------ Supplied material ------
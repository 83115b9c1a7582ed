use crate::backend::{ExecStats, PartStream};
use crate::value::{decode, ColumnType, Value, ValueType};
use crate::{BridgeError, Result};
use futures::StreamExt;
use serde::{Deserialize, Serialize};
use tracing::debug;

/// Column metadata captured from the first result-set-bearing part.
#[derive(Debug, Clone, Serialize, Deserialize)]
pub struct Column {
    pub name: String,
    pub backend_type: ValueType,
}

/// Fully materialized, engine-agnostic result. Either every part collected
/// successfully or the whole call failed; partial results never escape.
#[derive(Debug, Clone, Default, Serialize, Deserialize)]
pub struct QueryResult {
    pub columns: Vec<Column>,
    pub column_types: Vec<ColumnType>,
    pub rows: Vec<Vec<Value>>,
    pub rows_affected: Option<u64>,
    pub stats: Option<ExecStats>,
}

/// Fold a streamed sequence of result parts into one result. Parts are
/// consumed in arrival order and concatenated; the first non-success status
/// aborts collection and everything accumulated so far is discarded.
pub async fn collect_result(mut parts: PartStream) -> Result<QueryResult> {
    let mut columns: Vec<Column> = Vec::new();
    let mut column_types: Vec<ColumnType> = Vec::new();
    let mut rows: Vec<Vec<Value>> = Vec::new();
    let mut rows_affected: Option<u64> = None;
    let mut stats: Option<ExecStats> = None;

    while let Some(part) = parts.next().await {
        let part = part?;
        if !part.status.is_success() {
            return Err(BridgeError::Status {
                code: part.status.0,
                issues: part.issues,
            });
        }
        if let Some(result_set) = part.result_set {
            if columns.is_empty() && !result_set.columns.is_empty() {
                for desc in &result_set.columns {
                    let backend_type = desc
                        .column_type
                        .clone()
                        .ok_or_else(|| BridgeError::MissingColumnType(desc.name.clone()))?;
                    column_types.push(ColumnType::from_value_type(&backend_type));
                    columns.push(Column {
                        name: desc.name.clone(),
                        backend_type,
                    });
                }
            }
            for row in &result_set.rows {
                rows.push(row.iter().map(decode).collect());
            }
        }
        if let Some(exec_stats) = part.exec_stats {
            let affected = affected_rows(&exec_stats);
            *rows_affected.get_or_insert(0) += affected;
            stats = Some(exec_stats);
        }
    }

    debug!(
        columns = columns.len(),
        rows = rows.len(),
        rows_affected,
        "result collected"
    );
    Ok(QueryResult {
        columns,
        column_types,
        rows,
        rows_affected,
        stats,
    })
}

/// Affected-row count: update and delete rows summed across every reported
/// table-access phase.
fn affected_rows(stats: &ExecStats) -> u64 {
    stats
        .query_phases
        .iter()
        .flat_map(|phase| phase.table_access.iter())
        .map(|access| {
            access.updates.as_ref().map(|op| op.rows).unwrap_or(0)
                + access.deletes.as_ref().map(|op| op.rows).unwrap_or(0)
        })
        .sum()
}
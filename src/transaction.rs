use crate::backend::{BackendClient, Session};
use crate::pool::{SessionHandle, SessionPool};
use crate::{BridgeError, Result};
use parking_lot::Mutex;
use serde::{Deserialize, Serialize};
use std::collections::HashMap;
use std::sync::Arc;
use tracing::{debug, warn};

#[derive(Debug, Clone, Copy, PartialEq, Eq, Serialize, Deserialize)]
pub enum IsolationLevel {
    Serializable,
    SnapshotReadOnly,
}

/// Engine-facing transaction metadata returned by `begin`.
#[derive(Debug, Clone, Serialize, Deserialize)]
pub struct TransactionMeta {
    pub tx_id: String,
    pub session_id: String,
    pub node_id: u32,
    pub isolation: IsolationLevel,
}

struct TxEntry {
    handle: SessionHandle,
    isolation: IsolationLevel,
}

/// Pins one pooled session to one transaction id for its whole lifetime.
/// Sole owner of the `tx_id -> context` mapping; a transaction leaves the
/// map exactly once, via commit, rollback, or forced disposal.
pub struct TransactionManager {
    backend: Arc<dyn BackendClient>,
    pool: Arc<SessionPool>,
    live: Mutex<HashMap<String, TxEntry>>,
}

impl TransactionManager {
    pub fn new(backend: Arc<dyn BackendClient>, pool: Arc<SessionPool>) -> Self {
        Self {
            backend,
            pool,
            live: Mutex::new(HashMap::new()),
        }
    }

    /// Acquire a session and open a backend transaction on it. A session
    /// whose begin call failed is untrustworthy and is destroyed.
    pub async fn begin(&self, isolation: IsolationLevel) -> Result<TransactionMeta> {
        let handle = self.pool.acquire().await?;
        let response = match self
            .backend
            .begin_transaction(&handle.session().session_id, isolation)
            .await
        {
            Ok(response) => response,
            Err(e) => {
                handle.release(Some(&e)).await;
                return Err(e);
            }
        };
        let session = handle.session().clone();
        debug!(tx_id = %response.tx_id, session_id = %session.session_id, "transaction started");
        let meta = TransactionMeta {
            tx_id: response.tx_id.clone(),
            session_id: session.session_id,
            node_id: session.node_id,
            isolation,
        };
        self.live.lock().insert(
            response.tx_id,
            TxEntry { handle, isolation },
        );
        Ok(meta)
    }

    /// The exact session pinned to a live transaction. Every query carrying
    /// this tx id must run on it.
    pub fn session_for(&self, tx_id: &str) -> Result<Session> {
        let live = self.live.lock();
        live.get(tx_id)
            .map(|entry| entry.handle.session().clone())
            .ok_or_else(|| BridgeError::UnknownTransaction(tx_id.to_string()))
    }

    pub fn isolation_of(&self, tx_id: &str) -> Result<IsolationLevel> {
        let live = self.live.lock();
        live.get(tx_id)
            .map(|entry| entry.isolation)
            .ok_or_else(|| BridgeError::UnknownTransaction(tx_id.to_string()))
    }

    pub async fn commit(&self, tx_id: &str) -> Result<()> {
        self.finish(tx_id, true).await
    }

    pub async fn rollback(&self, tx_id: &str) -> Result<()> {
        self.finish(tx_id, false).await
    }

    /// Shared commit/rollback path. Removing the entry first makes a second
    /// finish on the same id fail with `UnknownTransaction`; the pinned
    /// session is released no matter how the backend call goes.
    async fn finish(&self, tx_id: &str, commit: bool) -> Result<()> {
        let entry = self
            .live
            .lock()
            .remove(tx_id)
            .ok_or_else(|| BridgeError::UnknownTransaction(tx_id.to_string()))?;
        let session_id = entry.handle.session().session_id.clone();
        let result = if commit {
            self.backend.commit_transaction(&session_id, tx_id).await
        } else {
            self.backend.rollback_transaction(&session_id, tx_id).await
        };
        entry.handle.release(result.as_ref().err()).await;
        debug!(tx_id, session_id = %session_id, commit, ok = result.is_ok(), "transaction finished");
        result
    }

    /// Force-finish every live transaction at shutdown. Transaction state on
    /// those sessions is indeterminate, so each is destroyed, never pooled.
    pub async fn dispose(&self) {
        let entries: Vec<(String, TxEntry)> = self.live.lock().drain().collect();
        if !entries.is_empty() {
            warn!("disposing {} live transactions", entries.len());
        }
        for (tx_id, entry) in entries {
            let error = BridgeError::Transport(format!("transaction {} forcibly disposed", tx_id));
            entry.handle.release(Some(&error)).await;
        }
    }

    pub fn live_count(&self) -> usize {
        self.live.lock().len()
    }
}
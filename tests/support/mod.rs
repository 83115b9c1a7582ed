//! Scripted BackendClient double shared by the integration suites.

use async_trait::async_trait;
use futures::stream;
use futures::StreamExt;
use parking_lot::Mutex;
use std::collections::VecDeque;
use std::sync::Arc;
use stratum_client::backend::{
    BackendClient, ColumnDesc, ExecuteRequest, PartStream, QueryResultPart, ResultSet, Session,
    Status, TxResponse,
};
use stratum_client::transaction::IsolationLevel;
use stratum_client::value::{TypedValue, ValueType};
use stratum_client::{BridgeError, Issue, Result};

#[derive(Default)]
struct MockState {
    next_session: u32,
    next_tx: u32,
    created: Vec<String>,
    deleted: Vec<String>,
    executed: Vec<ExecuteRequest>,
    begun: Vec<(String, String, IsolationLevel)>,
    committed: Vec<String>,
    rolled_back: Vec<String>,
    /// Scripts consumed one per execute_query call; default is a single
    /// success part.
    scripted_parts: VecDeque<Vec<QueryResultPart>>,
    fail_next_creates: usize,
    fail_begin: bool,
    fail_commit: bool,
    fail_delete: bool,
}

#[derive(Default)]
pub struct MockBackend {
    state: Mutex<MockState>,
}

#[allow(dead_code)]
impl MockBackend {
    pub fn new() -> Arc<Self> {
        Arc::new(Self::default())
    }

    pub fn script_parts(&self, parts: Vec<QueryResultPart>) {
        self.state.lock().scripted_parts.push_back(parts);
    }

    pub fn fail_next_creates(&self, n: usize) {
        self.state.lock().fail_next_creates = n;
    }

    pub fn fail_begin(&self, fail: bool) {
        self.state.lock().fail_begin = fail;
    }

    pub fn fail_commit(&self, fail: bool) {
        self.state.lock().fail_commit = fail;
    }

    pub fn fail_delete(&self, fail: bool) {
        self.state.lock().fail_delete = fail;
    }

    pub fn created(&self) -> Vec<String> {
        self.state.lock().created.clone()
    }

    pub fn created_count(&self) -> usize {
        self.state.lock().created.len()
    }

    pub fn deleted(&self) -> Vec<String> {
        self.state.lock().deleted.clone()
    }

    pub fn executed(&self) -> Vec<ExecuteRequest> {
        self.state.lock().executed.clone()
    }

    pub fn committed(&self) -> Vec<String> {
        self.state.lock().committed.clone()
    }

    pub fn rolled_back(&self) -> Vec<String> {
        self.state.lock().rolled_back.clone()
    }
}

fn status_error(code: u32, message: &str) -> BridgeError {
    BridgeError::Status {
        code,
        issues: vec![Issue {
            severity: 1,
            message: message.to_string(),
        }],
    }
}

#[async_trait]
impl BackendClient for MockBackend {
    async fn create_session(&self) -> Result<Session> {
        let mut state = self.state.lock();
        if state.fail_next_creates > 0 {
            state.fail_next_creates -= 1;
            return Err(status_error(503, "session create refused"));
        }
        state.next_session += 1;
        let session = Session {
            session_id: format!("sess-{}", state.next_session),
            node_id: state.next_session,
        };
        state.created.push(session.session_id.clone());
        Ok(session)
    }

    async fn attach_session(&self, _session_id: &str) -> Result<()> {
        Ok(())
    }

    async fn delete_session(&self, session_id: &str) -> Result<()> {
        let mut state = self.state.lock();
        state.deleted.push(session_id.to_string());
        if state.fail_delete {
            return Err(status_error(404, "session already gone"));
        }
        Ok(())
    }

    async fn execute_query(&self, request: ExecuteRequest) -> Result<PartStream> {
        let parts = {
            let mut state = self.state.lock();
            state.executed.push(request);
            state
                .scripted_parts
                .pop_front()
                .unwrap_or_else(|| vec![QueryResultPart::success()])
        };
        Ok(stream::iter(parts.into_iter().map(Ok)).boxed())
    }

    async fn begin_transaction(
        &self,
        session_id: &str,
        isolation: IsolationLevel,
    ) -> Result<TxResponse> {
        let mut state = self.state.lock();
        if state.fail_begin {
            return Err(status_error(500, "begin rejected"));
        }
        state.next_tx += 1;
        let tx_id = format!("tx-{}", state.next_tx);
        state
            .begun
            .push((session_id.to_string(), tx_id.clone(), isolation));
        Ok(TxResponse { tx_id })
    }

    async fn commit_transaction(&self, _session_id: &str, tx_id: &str) -> Result<()> {
        let mut state = self.state.lock();
        if state.fail_commit {
            return Err(status_error(500, "commit rejected"));
        }
        state.committed.push(tx_id.to_string());
        Ok(())
    }

    async fn rollback_transaction(&self, _session_id: &str, tx_id: &str) -> Result<()> {
        let mut state = self.state.lock();
        state.rolled_back.push(tx_id.to_string());
        Ok(())
    }
}

/// One success part carrying a single int32 column with the given rows.
#[allow(dead_code)]
pub fn rows_part(with_columns: bool, values: Vec<i32>) -> QueryResultPart {
    let mut part = QueryResultPart::success();
    part.result_set = Some(ResultSet {
        columns: if with_columns {
            vec![ColumnDesc {
                name: "id".to_string(),
                column_type: Some(ValueType::Int32),
            }]
        } else {
            Vec::new()
        },
        rows: values
            .into_iter()
            .map(|v| vec![TypedValue::Int32(v)])
            .collect(),
    });
    part
}

/// A non-success part as the backend reports mid-stream failures.
#[allow(dead_code)]
pub fn failing_part(code: u32, message: &str) -> QueryResultPart {
    QueryResultPart {
        status: Status(code),
        issues: vec![Issue {
            severity: 1,
            message: message.to_string(),
        }],
        result_set: None,
        exec_stats: None,
    }
}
------
» **Requirement**
Pull every line containing the string "values" out of the data above and copy it.

» **Reply to the exercise**
pub fn rows_part(with_columns: bool, values: Vec<i32>) -> QueryResultPart {
        rows: values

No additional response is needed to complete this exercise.